Hongjuan (Helen) Lao v Cloverdale Admin Services Pty Ltd
[2017] FWC 3435
•4 JULY 2017
| [2017] FWC 3435 |
| FAIR WORK COMMISSION |
DECISION |
Fair Work Act 2009
s.394—Unfair dismissal
Hongjuan (Helen) Lao
v
Cloverdale Admin Services Pty Ltd
(U2017/1873)
DEPUTY PRESIDENT ANDERSON | MELBOURNE, 4 JULY 2017 |
Application for an unfair dismissal remedy – whether extension of time should be granted – exceptional circumstances not present – extension not granted – application dismissed.
[1] This is an application under s.394 of the Fair Work Act 2009 (FW Act) for an unfair dismissal remedy. Helen Lao (Mrs Lao) alleges that she was dismissed by Cloverdale Admin Services Pty Ltd (Cloverdale) on 22 December 2016.
[2] Mrs Lao was employed by Cloverdale as a permanent part time employee from 11 May 2015 until 22 December 2016 under the Cleaning Services Award 2010 1.
[3] Cloverdale disputes that Mrs Lao was dismissed. It claims that Mrs Lao resigned on 2 December 2017, effective 22 December 2016. It foreshadowed a jurisdictional challenge to the application on that ground, should it proceed to a further hearing on the merits.
Extension of Time
[4] Ms Lao’s application is dated 17 February 2017 but was lodged with the Fair Work Commission (Commission) under cover of an email on 21 February 2017.
[5] The Fair Work Act 2009 (FW Act) requires an applicant for an unfair dismissal remedy to lodge their application within 21 days after the dismissal took effect. 2 The Commission may, however, allow a further period for lodgement in exceptional circumstances.3
[6] Mrs Lao’s application was lodged 61 days after her dismissal took effect. It is 40 days late. Mrs Lao made an application for an extension of time. The application was opposed by Cloverdale.
[7] Conciliation by the Commission on 2 May 2017 did not resolve the matter.
[8] A hearing was conducted on 16 June 2017 to determine whether an extension of time should be granted. Mrs Lao was self-represented. She was assisted by a support person, Mr Toulmin. Cloverdale was represented by its Chief Operating Officer Mr Smith and State Manager Mr Andersen.
[9] Mrs Lao gave evidence and was cross examined by Mr Smith. Cloverdale did not call any witnesses. A number of documents were relied upon by Mrs Lao and by Cloverdale.

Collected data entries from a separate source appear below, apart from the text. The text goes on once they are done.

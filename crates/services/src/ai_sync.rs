//! Server-side copy of the user's AI configuration.

use crate::api_client::{ApiClient, Method};
use serde::Deserialize;
use serde_json::Value;
use shared::settings::AiConfig;
use shared::ClientError;
use std::sync::Arc;

#[derive(Debug, Deserialize)]
struct ExistsReply {
    #[serde(default)]
    exists: bool,
}

#[derive(Clone)]
pub struct AiConfigApi {
    client: Arc<ApiClient>,
}

impl AiConfigApi {
    pub fn new(client: Arc<ApiClient>) -> Self {
        Self { client }
    }

    /// Stored config with the API key masked by the server.
    pub async fn fetch(&self) -> Result<Option<AiConfig>, ClientError> {
        Ok(self.client.data(Method::Get, "/ai/config", None).await?.data)
    }

    /// Stored config including the API key, used when pulling to this device.
    pub async fn fetch_full(&self) -> Result<Option<AiConfig>, ClientError> {
        Ok(self
            .client
            .data(Method::Get, "/ai/config/full", None)
            .await?
            .data)
    }

    pub async fn save(&self, config: &AiConfig) -> Result<(), ClientError> {
        let body = serde_json::to_value(config)?;
        self.client
            .data::<Value>(Method::Post, "/ai/config", Some(body))
            .await?;
        tracing::info!("AI config pushed to server");
        Ok(())
    }

    pub async fn delete(&self) -> Result<(), ClientError> {
        self.client
            .data::<Value>(Method::Post, "/ai/config/delete", None)
            .await?;
        Ok(())
    }

    pub async fn exists(&self) -> Result<bool, ClientError> {
        let reply = self
            .client
            .data::<ExistsReply>(Method::Get, "/ai/config/exists", None)
            .await?;
        Ok(reply.data.map(|r| r.exists).unwrap_or(false))
    }
}

#[cfg(test)]
mod tests {
    use super::*;
    use crate::api_client::tests::{client_with, FakeBackend};
    use crate::api_client::Channel;
    use serde_json::json;

    #[tokio::test]
    async fn test_fetch_and_exists() {
        let backend = Arc::new(FakeBackend::new("stale"));
        backend.route(
            "/ai/config/full",
            200,
            json!({"code": 200, "message": "ok", "data": {
                "baseUrl": "https://api.example.com",
                "apiKey": "sk-full",
                "model": "gpt-4o",
                "createTime": 1700000000000i64
            }}),
        );
        backend.route(
            "/ai/config/exists",
            200,
            json!({"code": 200, "message": "ok", "data": {"exists": true}}),
        );
        let (client, _, _) = client_with(backend.clone());
        let api = AiConfigApi::new(Arc::new(client));

        let config = api.fetch_full().await.unwrap().unwrap();
        assert_eq!(config.api_key, "sk-full");
        assert_eq!(config.model, "gpt-4o");
        assert!(api.exists().await.unwrap());
    }

    #[tokio::test]
    async fn test_save_posts_camel_case_body() {
        let backend = Arc::new(FakeBackend::new("stale"));
        let (client, _, _) = client_with(backend.clone());
        let api = AiConfigApi::new(Arc::new(client));

        let config = AiConfig {
            base_url: "https://api.example.com".into(),
            ..AiConfig::default()
        };
        api.save(&config).await.unwrap();
        api.delete().await.unwrap();

        let requests = backend.requests.lock();
        assert_eq!(requests[0].channel, Channel::Data);
        assert_eq!(requests[0].path, "/ai/config");
        let body = requests[0].body.as_ref().unwrap();
        assert_eq!(body["baseUrl"], "https://api.example.com");
        assert_eq!(requests[1].path, "/ai/config/delete");
    }
}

[10] Both Mrs Lao and Cloverdale made written and oral submissions on the application for an extension of time.
Legislative scheme
[11] Relevant to the Commission considering whether an extension of time should be granted is section 394(3) of the FW Act:
“394 Application for unfair dismissal remedy
(3) The FWC may allow a further period for the application to be made by a person under subsection (1) if the FWC is satisfied that there are exceptional circumstances, taking into account:
(a) the reason for the delay; and
(b) whether the person first became aware of the dismissal after it had taken effect; and
(c) any action taken by the person to dispute the dismissal; and
(d) prejudice to the employer (including prejudice caused by the delay); and
(e) the merits of the application; and
(f) fairness as between the person and other persons in a similar position.”
[12] The principles to be applied when taking into account the five nominated criteria are well established and set out in a decision of a Full Bench of Fair Work Australia (as the Commission was then called) in Nulty v Blue Star Group. 4 In that matter the Full Bench said the following in relation to “exceptional circumstances”:
“[13] In summary, the expression “exceptional circumstances” has its ordinary meaning and requires consideration of all the circumstances. To be exceptional, circumstances must be out of the ordinary course, or unusual, or special, or uncommon but need not be unique, or unprecedented, or very rare. Circumstances will not be exceptional if they are regularly, or routinely, or normally encountered. Exceptional circumstances can include a single exceptional matter, a combination of exceptional factors or a combination of ordinary factors which, although individually of no particular significance, when taken together are seen as exceptional. It is not correct to construe “exceptional circumstances” as being only some unexpected occurrence, although frequently it will be. Nor is it correct to construe the plural “circumstances” as if it were only a singular occurrence, even though it can be a one off situation. The ordinary and natural meaning of “exceptional circumstances” includes a combination of factors which, when viewed together, may reasonably be seen as producing a situation which is out of the ordinary course, unusual, special or uncommon.” 5
The Employer’s Response
[13] Cloverdale claims that Mrs Lao voluntarily resigned her employment by email on 2 December 2016 and that her resignation was accepted and took effect on 22 December 2016. 6
[14] The employer opposes the application for an extension of time on the grounds that Mrs Lao did not take all reasonable steps to inform herself of her rights, travelled overseas for four weeks and upon her return did not act promptly to further ascertain her rights.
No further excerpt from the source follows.